The open book: what writers don’t tell writers about writing (part 4)
Writing programs. MFAs*. Workshops. Classes. Paid mentoring. If you want to write, or already, hopefully do, there are a million ways to spend your time and money on instruction.
But should you do it?
A binary answer is…imprecise. I say: yes, but. I also say: no, and.
You’ll see what I mean, I hope, by the end.
Here’s my background: I took quite a few writing classes as an undergrad, then went, directly, into an MFA program for creative writing (at the School of the Art Institute of Chicago). After that, I took — and taught (at the college and community level) — the occasional class, here and there, and then, a decade after getting my MFA, I attended Clarion West. Since then, I’ve (taught more classes and) taken a few more workshops and classes — these at the “professional” writer level* — and went to specialized programs like the Launch Pad Astronomy Workshop. So. My background is less in- depth than it is breadth (I could say that about so many things in my life, oy), but I’ve gotten a wide view of what’s out there, and experience of what each has done (or not) for me, in my career. More pointedly, I’ve met an army of other writers who’ve attended other programs and workshops, and, well, we’ve compared notes, and, from that, some truisms emerge.
Publication history will always count more than academic credentials or prestigious alumni status. Always. Always. Quality of work and how much you’ve published will always buoy you to top of list for more writing related gigs than a mint pedigree.
You don’t need anything but an awesome piece of writing that you’ve placed somewhere where somebody can read it.

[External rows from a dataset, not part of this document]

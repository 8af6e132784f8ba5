use super::*;
use crate::error::{DegenerateError, HypertileError, InfeasibleError, SolveError};
use nalgebra::DVector;
use rand::{rngs::StdRng, Rng, SeedableRng};
use std::f64::consts::{PI, TAU};

fn sig(entries: &[u32]) -> ReflectionGroupSignature {
    ReflectionGroupSignature::new(entries.to_vec()).unwrap()
}

fn is_feasible(entries: &[u32]) -> bool {
    check_feasible(&sig(entries).angles(), SolverCfg::default().feasibility_margin).is_ok()
}

#[test]
fn regular_pentagon_family_splits_evenly() {
    let cfg = ShapeCfg::default();
    let shape = build_shape(&sig(&[5, 5, 5, 5, 5]), &cfg).unwrap();
    assert_eq!(shape.vertex_count(), 5);
    for &x in shape.split.as_slice() {
        assert!((x - PI / 5.0).abs() < 1e-12);
    }
    let r0 = shape.polygon.vertices()[0].norm();
    for v in shape.polygon.vertices() {
        assert!((v.norm() - r0).abs() < 1e-12);
    }
}

#[test]
fn solver_path_agrees_with_closed_form_regular_radius() {
    let cfg = ShapeCfg::default();
    for (p, q) in [(5usize, 5u32), (4, 6), (6, 4), (7, 3), (3, 7), (8, 8), (5, 4)] {
        let shape = build_shape(&ReflectionGroupSignature::regular(p, q).unwrap(), &cfg).unwrap();
        let expected = regular_radius(p, q).unwrap();
        for v in shape.polygon.vertices() {
            assert!(
                (v.norm() - expected).abs() < 1e-10,
                "{{{p},{q}}}: {} vs {expected}",
                v.norm()
            );
        }
        // centroid of a regular polygon is the origin
        assert!(shape.centroid.norm() < 1e-10);
        assert!((shape.radius - expected).abs() < 1e-10);
    }
}

#[test]
fn square_of_right_angles_is_euclidean_and_rejected() {
    let err = build_shape(&sig(&[4, 4, 4, 4]), &ShapeCfg::default()).unwrap_err();
    match err {
        HypertileError::InfeasibleGeometry(InfeasibleError::AngleSum { sides, sum, bound }) => {
            assert_eq!(sides, 4);
            assert!((sum - TAU).abs() < 1e-12);
            assert!((bound - TAU).abs() < 1e-12);
        }
        other => panic!("expected infeasible geometry, got {other:?}"),
    }
}

#[test]
fn too_few_sides_and_flat_triangles_are_rejected() {
    let cfg = ShapeCfg::default();
    let cases: [&[u32]; 6] = [&[3, 3], &[2, 2, 2], &[3, 3, 3], &[4, 4, 4], &[6, 6, 6], &[5]];
    for entries in cases {
        let err = build_shape(&sig(entries), &cfg).unwrap_err();
        assert_eq!(err.kind(), "infeasible_geometry", "{entries:?}");
    }
    let empty = AngleSequence::new(Vec::new());
    assert!(check_feasible(&empty, 0.0).is_err());
}

#[test]
fn invalid_raw_angles_are_rejected() {
    let angles = AngleSequence::new(vec![0.5, f64::NAN, 0.5, 0.5]);
    assert!(matches!(
        check_feasible(&angles, 0.0),
        Err(InfeasibleError::InvalidAngle { index: 1, .. })
    ));
    let angles = AngleSequence::new(vec![0.5, 0.5, -0.1, 0.5]);
    assert!(matches!(
        check_feasible(&angles, 0.0),
        Err(InfeasibleError::InvalidAngle { index: 2, .. })
    ));
}

#[test]
fn irregular_signature_converges_inside_disk() {
    let cfg = ShapeCfg::default();
    let shape = build_shape(&sig(&[3, 4, 5, 6, 7]), &cfg).unwrap();
    assert!(shape.report.residual_norm <= cfg.solver.accept_tol);
    assert!(shape.report.iterations > 0);
    for (i, &x) in shape.split.as_slice().iter().enumerate() {
        assert!(x > 0.0 && x < shape.angles[i]);
    }
    for v in shape.polygon.vertices() {
        assert!(v.norm() < 1.0);
    }
    // every vertex i sits on its own ray
    for (i, v) in shape.polygon.vertices().iter().enumerate() {
        let phi = TAU * i as f64 / 5.0;
        assert!((v.y.atan2(v.x).rem_euclid(TAU) - phi).abs() < 1e-9);
    }
}

#[test]
fn residuals_vanish_at_solution() {
    let angles = sig(&[3, 8, 3, 8, 3]).angles();
    let solved = solve_angle_splits(&angles, &SolverCfg::default()).unwrap();
    let sys = SideConstraintSystem::new(&angles);
    let x = DVector::from_column_slice(solved.split.as_slice());
    assert!(sys.residuals(&x).amax() < 1e-9);
}

#[test]
fn starved_solver_reports_divergence() {
    let cfg = ShapeCfg {
        solver: SolverCfg {
            max_iterations: 0,
            ..SolverCfg::default()
        },
        ..ShapeCfg::default()
    };
    // the even split is not a root for irregular signatures
    let err = build_shape(&sig(&[3, 4, 5, 6, 7]), &cfg).unwrap_err();
    assert!(matches!(
        err,
        HypertileError::SolverDivergence(SolveError::NoConvergence { iterations: 0, .. })
    ));
}

#[test]
fn edges_centroid_and_buffer_for_renderer() {
    let shape = shape_from_text("4,6,4,6", &ShapeCfg::default()).unwrap();
    assert_eq!(shape.edges.len(), 4);
    let buf = shape.edge_buffer();
    assert_eq!(buf.len(), 12);
    assert!(buf.iter().all(|v| v.is_finite()));
    for ((a, b), arc) in shape.polygon.edges().zip(&shape.edges) {
        assert!(arc.signed_distance(a).abs() < 1e-9);
        assert!(arc.signed_distance(b).abs() < 1e-9);
        // geodesics meet the boundary at right angles
        assert!((arc.center.norm_squared() - 1.0 - arc.radius * arc.radius).abs() < 1e-8);
    }
    for v in shape.polygon.vertices() {
        assert!((v - shape.centroid).norm() <= shape.radius + 1e-12);
    }
}

#[test]
fn text_errors_are_parse_errors() {
    let err = shape_from_text("4,six,4", &ShapeCfg::default()).unwrap_err();
    assert_eq!(err.kind(), "parse");
}

#[test]
fn seeded_random_signatures_build_valid_shapes() {
    let mut rng = StdRng::seed_from_u64(7);
    let cfg = ShapeCfg::default();
    let mut built = 0;
    for _ in 0..200 {
        let p = rng.gen_range(3..=8);
        let entries: Vec<u32> = (0..p).map(|_| rng.gen_range(3..=12)).collect();
        if !is_feasible(&entries) {
            continue;
        }
        let shape = build_shape(&sig(&entries), &cfg)
            .unwrap_or_else(|e| panic!("{entries:?}: {e}"));
        assert_eq!(shape.polygon.len(), p);
        assert_eq!(shape.polygon.closed().len(), p + 2);
        assert_eq!(shape.edge_buffer().len(), 3 * p);
        for v in shape.polygon.vertices() {
            assert!(v.x.is_finite() && v.y.is_finite());
            assert!(v.norm() < 1.0);
        }
        built += 1;
    }
    assert!(built > 100);
}

#[test]
fn inputs_are_not_mutated() {
    let angles = sig(&[3, 12, 12, 3]).angles();
    let before = angles.clone();
    let _ = solve_angle_splits(&angles, &SolverCfg::default()).unwrap();
    assert_eq!(angles, before);
}

#[test]
fn mirror_counts_below_three_are_invalid_angles() {
    let cfg = ShapeCfg::default();
    // a straight angle at vertex 0 with an otherwise comfortable angle sum
    let err = build_shape(&sig(&[2, 5, 5, 5, 5, 5]), &cfg).unwrap_err();
    match err {
        HypertileError::InfeasibleGeometry(InfeasibleError::InvalidAngle { index, angle }) => {
            assert_eq!(index, 0);
            assert!((angle - PI).abs() < 1e-15);
        }
        other => panic!("expected invalid angle, got {other:?}"),
    }

    let mut entries = vec![1u32];
    entries.extend(std::iter::repeat(7).take(20));
    let err = build_shape(&sig(&entries), &cfg).unwrap_err();
    assert!(matches!(
        err,
        HypertileError::InfeasibleGeometry(InfeasibleError::InvalidAngle { index: 0, .. })
    ));

    assert_eq!(
        build_shape(&sig(&[2, 2, 2]), &cfg).unwrap_err().kind(),
        "infeasible_geometry"
    );
    assert!(regular_radius(5, 2).is_err());
}

#[test]
fn vertex_pushed_onto_boundary_is_outside_disk() {
    let angles = sig(&[5, 5, 5, 5, 5]).angles();
    let mut values = vec![PI / 5.0; 5];
    // sin(A) ≈ 1e-20 sends cosh d to ~1e20, rounding the disk radius to 1.0
    values[0] = 1e-20;
    let split = AngleSplit::new(values);
    let cfg = ShapeCfg {
        eps_denominator: 0.0,
        ..ShapeCfg::default()
    };
    let err = build_polygon(&angles, &split, &cfg).unwrap_err();
    assert!(matches!(
        err,
        HypertileError::DegenerateComputation(DegenerateError::OutsideDisk { vertex: 0, .. })
    ));

    // with the default guard the same split is caught one step earlier
    let err = build_polygon(&angles, &split, &ShapeCfg::default()).unwrap_err();
    assert!(matches!(
        err,
        HypertileError::DegenerateComputation(DegenerateError::VanishingDenominator { vertex: 0, .. })
    ));
}
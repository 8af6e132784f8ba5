//! Side constraints: one residual per vertex, in the unknown angle splits.
//!
//! For vertex `i` with `next = i+1`, `prev = i−1` (cyclic) and central angle
//! `I = 2π/n`:
//!
//! ```text
//! r_i(x) = cos(α_next − x_next)·sin(α_i − x_i) − cos(x_prev)·sin(x_i)
//!          − sin(2x_i − α_i)·cos I
//! ```
//!
//! A root of all `n` residuals lets the `n` triangles fanned around the origin
//! (apex angle `I`) share their sides consistently.

use nalgebra::{DMatrix, DVector};

use super::lm::Residuals;
use super::signature::AngleSequence;

/// Residual of one vertex, with its neighbour indices and angles captured.
#[derive(Clone, Copy, Debug, PartialEq)]
pub struct SideConstraint {
    pub vertex: usize,
    pub next: usize,
    pub prev: usize,
    angle: f64,
    angle_next: f64,
    cos_central: f64,
}

impl SideConstraint {
    pub fn new(vertex: usize, angles: &AngleSequence) -> Self {
        let next = angles.next(vertex);
        Self {
            vertex,
            next,
            prev: angles.prev(vertex),
            angle: angles[vertex],
            angle_next: angles[next],
            cos_central: angles.central_angle().cos(),
        }
    }

    /// `r_i(x)`.
    #[inline]
    pub fn eval(&self, x: &[f64]) -> f64 {
        let xi = x[self.vertex];
        let xn = x[self.next];
        let xp = x[self.prev];
        (self.angle_next - xn).cos() * (self.angle - xi).sin()
            - xp.cos() * xi.sin()
            - (2.0 * xi - self.angle).sin() * self.cos_central
    }

    /// Non-zero partials `(column, ∂r_i/∂x_column)`. Columns may repeat for
    /// `n < 3`; callers accumulate.
    #[inline]
    pub fn gradient(&self, x: &[f64]) -> [(usize, f64); 3] {
        let xi = x[self.vertex];
        let xn = x[self.next];
        let xp = x[self.prev];
        let d_vertex = -(self.angle_next - xn).cos() * (self.angle - xi).cos()
            - xp.cos() * xi.cos()
            - 2.0 * (2.0 * xi - self.angle).cos() * self.cos_central;
        let d_next = (self.angle_next - xn).sin() * (self.angle - xi).sin();
        let d_prev = xp.sin() * xi.sin();
        [
            (self.vertex, d_vertex),
            (self.next, d_next),
            (self.prev, d_prev),
        ]
    }
}

/// The square system `{r_i}` for an angle sequence.
#[derive(Clone, Debug)]
pub struct SideConstraintSystem {
    sides: Vec<SideConstraint>,
}

impl SideConstraintSystem {
    pub fn new(angles: &AngleSequence) -> Self {
        Self {
            sides: (0..angles.len())
                .map(|i| SideConstraint::new(i, angles))
                .collect(),
        }
    }
    #[inline]
    pub fn sides(&self) -> &[SideConstraint] {
        &self.sides
    }
}

impl Residuals for SideConstraintSystem {
    fn dim(&self) -> usize {
        self.sides.len()
    }

    fn residuals(&self, x: &DVector<f64>) -> DVector<f64> {
        let xs = x.as_slice();
        DVector::from_iterator(self.sides.len(), self.sides.iter().map(|s| s.eval(xs)))
    }

    fn jacobian(&self, x: &DVector<f64>) -> DMatrix<f64> {
        let xs = x.as_slice();
        let n = self.sides.len();
        let mut j = DMatrix::zeros(n, n);
        for (row, side) in self.sides.iter().enumerate() {
            for (col, d) in side.gradient(xs) {
                j[(row, col)] += d;
            }
        }
        j
    }
}
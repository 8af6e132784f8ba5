//! Error taxonomy for shape construction.
//!
//! All four categories are recoverable at the factory boundary; callers keep
//! their last good shape and decide whether to surface the message.

use thiserror::Error;

/// Top-level error for the hypertile core.
#[derive(Debug, Clone, PartialEq, Error)]
pub enum HypertileError {
    #[error(transparent)]
    Parse(#[from] ParseError),

    #[error(transparent)]
    InfeasibleGeometry(#[from] InfeasibleError),

    #[error(transparent)]
    SolverDivergence(#[from] SolveError),

    #[error(transparent)]
    DegenerateComputation(#[from] DegenerateError),
}

impl HypertileError {
    /// Stable category name, used as a structured logging field.
    pub fn kind(&self) -> &'static str {
        match self {
            HypertileError::Parse(_) => "parse",
            HypertileError::InfeasibleGeometry(_) => "infeasible_geometry",
            HypertileError::SolverDivergence(_) => "solver_divergence",
            HypertileError::DegenerateComputation(_) => "degenerate_computation",
        }
    }
}

/// Malformed signature text.
#[derive(Debug, Clone, PartialEq, Eq, Error)]
pub enum ParseError {
    #[error("token {index} ({token:?}) is not an integer")]
    NotAnInteger { index: usize, token: String },

    #[error("entry {index} = {value} must be a positive integer")]
    NonPositive { index: usize, value: i64 },

    #[error("entry {index} = {value} does not fit a mirror count")]
    OutOfRange { index: usize, value: i64 },
}

/// Angle data that cannot close into a hyperbolic polygon.
#[derive(Debug, Clone, PartialEq, Error)]
pub enum InfeasibleError {
    #[error("angle sum {sum} must be below {bound} for a hyperbolic {sides}-gon")]
    AngleSum { sides: usize, sum: f64, bound: f64 },

    #[error("angle {index} = {angle} lies outside (0, π)")]
    InvalidAngle { index: usize, angle: f64 },
}

/// Nonlinear solve failures.
#[derive(Debug, Clone, PartialEq, Error)]
pub enum SolveError {
    #[error("no convergence after {iterations} iterations (residual norm {residual:e})")]
    NoConvergence { iterations: usize, residual: f64 },

    #[error("non-finite residual at iteration {iteration}")]
    NonFinite { iteration: usize },

    #[error("split {index} = {value} lies outside (0, {angle})")]
    SplitOutOfRange { index: usize, value: f64, angle: f64 },
}

/// NaN, division by zero or an ill-posed construction.
#[derive(Debug, Clone, PartialEq, Error)]
pub enum DegenerateError {
    #[error("points are collinear (determinant {det:e})")]
    Collinear { det: f64 },

    #[error("inversion radius {radius} must be positive")]
    NonPositiveRadius { radius: f64 },

    #[error("point coincides with the inversion center")]
    AtInversionCenter,

    #[error("triangle has zero perimeter")]
    ZeroPerimeter,

    #[error("vertex {vertex}: cosh argument {value} has no real distance")]
    NegativeRadicand { vertex: usize, value: f64 },

    #[error("vertex {vertex}: vanishing denominator sin(A)·sin(I) = {value:e}")]
    VanishingDenominator { vertex: usize, value: f64 },

    #[error("vertex {vertex} at radius {radius} is not inside the unit disk")]
    OutsideDisk { vertex: usize, radius: f64 },

    #[error("non-finite value in {0}")]
    NonFinite(&'static str),
}

/// Convenience type alias for results using [`HypertileError`].
pub type Result<T> = std::result::Result<T, HypertileError>;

Here’s the thing, though. To publish well and write good shit, well, that takes practice. For real. Ignoring the statistical anomalies of folks who just sit down one day, out of the blue, and write polished, interesting, readable stuff — inspired, springing forth fully formed from the head of Zeus — the rest of us, even the naturally inclined and talented, need to learn and experiment, and get out the first million words of garbage no one wants to read. That takes time.